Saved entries
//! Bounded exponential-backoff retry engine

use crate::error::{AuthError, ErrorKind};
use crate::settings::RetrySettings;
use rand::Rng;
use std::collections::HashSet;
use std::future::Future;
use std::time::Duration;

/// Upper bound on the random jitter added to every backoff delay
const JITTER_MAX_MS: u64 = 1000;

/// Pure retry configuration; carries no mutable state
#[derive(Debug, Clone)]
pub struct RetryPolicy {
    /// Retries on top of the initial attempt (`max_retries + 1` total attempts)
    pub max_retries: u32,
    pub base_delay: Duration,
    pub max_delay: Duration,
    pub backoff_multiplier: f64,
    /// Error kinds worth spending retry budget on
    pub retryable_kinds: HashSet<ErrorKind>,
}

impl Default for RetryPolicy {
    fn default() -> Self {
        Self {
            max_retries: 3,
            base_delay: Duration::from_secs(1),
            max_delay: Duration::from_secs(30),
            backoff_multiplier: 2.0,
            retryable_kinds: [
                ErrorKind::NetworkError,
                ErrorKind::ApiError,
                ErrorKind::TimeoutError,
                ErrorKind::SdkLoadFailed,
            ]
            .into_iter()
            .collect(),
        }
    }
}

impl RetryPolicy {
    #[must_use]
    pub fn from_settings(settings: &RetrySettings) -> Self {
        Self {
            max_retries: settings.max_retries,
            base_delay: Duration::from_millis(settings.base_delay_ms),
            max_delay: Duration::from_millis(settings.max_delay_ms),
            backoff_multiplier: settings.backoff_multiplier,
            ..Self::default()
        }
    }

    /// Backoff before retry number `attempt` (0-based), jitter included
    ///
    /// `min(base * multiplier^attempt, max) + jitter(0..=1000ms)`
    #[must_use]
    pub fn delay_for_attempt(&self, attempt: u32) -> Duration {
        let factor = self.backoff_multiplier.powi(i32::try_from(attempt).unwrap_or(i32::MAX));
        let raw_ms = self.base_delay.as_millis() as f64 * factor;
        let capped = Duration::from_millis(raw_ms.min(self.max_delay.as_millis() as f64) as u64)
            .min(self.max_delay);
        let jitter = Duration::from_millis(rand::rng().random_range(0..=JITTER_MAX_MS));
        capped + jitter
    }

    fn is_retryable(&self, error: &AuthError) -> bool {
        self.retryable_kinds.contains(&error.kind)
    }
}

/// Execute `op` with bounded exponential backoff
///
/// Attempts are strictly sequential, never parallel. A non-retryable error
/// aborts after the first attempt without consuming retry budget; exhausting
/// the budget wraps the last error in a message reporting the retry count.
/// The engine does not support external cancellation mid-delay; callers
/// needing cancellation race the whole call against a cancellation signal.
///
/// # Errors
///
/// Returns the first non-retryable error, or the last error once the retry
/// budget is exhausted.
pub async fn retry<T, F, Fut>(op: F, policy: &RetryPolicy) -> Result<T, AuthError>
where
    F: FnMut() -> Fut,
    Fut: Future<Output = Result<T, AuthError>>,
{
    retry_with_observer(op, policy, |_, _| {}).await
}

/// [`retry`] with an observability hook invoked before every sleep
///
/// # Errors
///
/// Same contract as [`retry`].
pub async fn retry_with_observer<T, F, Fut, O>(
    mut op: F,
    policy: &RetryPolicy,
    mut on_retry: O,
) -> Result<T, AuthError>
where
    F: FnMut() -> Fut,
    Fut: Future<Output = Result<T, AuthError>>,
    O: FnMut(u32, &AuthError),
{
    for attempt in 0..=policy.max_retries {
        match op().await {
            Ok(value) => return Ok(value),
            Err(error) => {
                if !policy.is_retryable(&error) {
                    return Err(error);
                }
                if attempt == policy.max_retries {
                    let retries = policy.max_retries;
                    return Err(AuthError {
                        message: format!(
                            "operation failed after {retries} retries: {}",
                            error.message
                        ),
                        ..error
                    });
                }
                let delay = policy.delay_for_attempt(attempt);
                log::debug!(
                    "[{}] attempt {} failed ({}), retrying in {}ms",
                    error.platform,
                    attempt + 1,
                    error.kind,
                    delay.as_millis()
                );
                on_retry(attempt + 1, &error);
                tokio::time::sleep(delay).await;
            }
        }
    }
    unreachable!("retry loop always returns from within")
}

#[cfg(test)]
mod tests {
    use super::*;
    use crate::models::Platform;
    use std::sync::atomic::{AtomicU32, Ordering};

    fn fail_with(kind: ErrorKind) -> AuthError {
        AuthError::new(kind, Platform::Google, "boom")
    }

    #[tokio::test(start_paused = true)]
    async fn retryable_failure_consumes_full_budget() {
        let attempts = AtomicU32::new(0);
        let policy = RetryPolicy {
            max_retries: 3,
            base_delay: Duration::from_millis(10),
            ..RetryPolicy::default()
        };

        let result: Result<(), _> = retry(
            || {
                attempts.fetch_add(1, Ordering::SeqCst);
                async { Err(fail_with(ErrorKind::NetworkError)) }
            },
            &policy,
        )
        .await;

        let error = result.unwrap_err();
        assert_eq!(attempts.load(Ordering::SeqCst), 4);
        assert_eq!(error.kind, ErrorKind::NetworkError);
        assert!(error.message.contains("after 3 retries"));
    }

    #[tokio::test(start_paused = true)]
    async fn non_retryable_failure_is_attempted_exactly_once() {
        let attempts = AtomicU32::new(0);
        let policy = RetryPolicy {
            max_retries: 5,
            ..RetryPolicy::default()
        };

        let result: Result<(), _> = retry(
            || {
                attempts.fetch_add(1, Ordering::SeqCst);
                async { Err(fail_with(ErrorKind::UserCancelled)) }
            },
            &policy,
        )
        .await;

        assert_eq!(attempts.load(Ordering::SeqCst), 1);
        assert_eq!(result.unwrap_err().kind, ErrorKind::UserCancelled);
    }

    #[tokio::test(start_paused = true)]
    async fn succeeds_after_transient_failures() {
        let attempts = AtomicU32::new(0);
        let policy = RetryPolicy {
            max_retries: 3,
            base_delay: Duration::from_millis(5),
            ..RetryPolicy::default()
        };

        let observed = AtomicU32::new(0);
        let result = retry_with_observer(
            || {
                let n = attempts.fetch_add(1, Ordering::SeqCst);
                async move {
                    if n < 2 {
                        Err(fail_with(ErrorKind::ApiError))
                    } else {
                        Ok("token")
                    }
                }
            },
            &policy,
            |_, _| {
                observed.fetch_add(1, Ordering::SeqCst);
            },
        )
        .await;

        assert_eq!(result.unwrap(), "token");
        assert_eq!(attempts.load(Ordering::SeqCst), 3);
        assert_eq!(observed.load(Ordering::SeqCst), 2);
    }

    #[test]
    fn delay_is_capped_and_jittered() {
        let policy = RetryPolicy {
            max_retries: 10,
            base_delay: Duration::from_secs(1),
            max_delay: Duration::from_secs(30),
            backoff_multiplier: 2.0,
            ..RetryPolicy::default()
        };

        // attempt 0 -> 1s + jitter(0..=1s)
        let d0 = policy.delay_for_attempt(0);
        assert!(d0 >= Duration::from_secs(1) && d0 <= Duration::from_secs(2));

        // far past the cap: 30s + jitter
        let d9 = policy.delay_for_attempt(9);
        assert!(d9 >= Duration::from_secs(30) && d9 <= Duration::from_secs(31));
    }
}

ASSIGNED TASK. Write out each line above that contains the word "UserCancelled".

WRITTEN ANSWER.
                async { Err(fail_with(ErrorKind::UserCancelled)) }
        assert_eq!(result.unwrap_err().kind, ErrorKind::UserCancelled);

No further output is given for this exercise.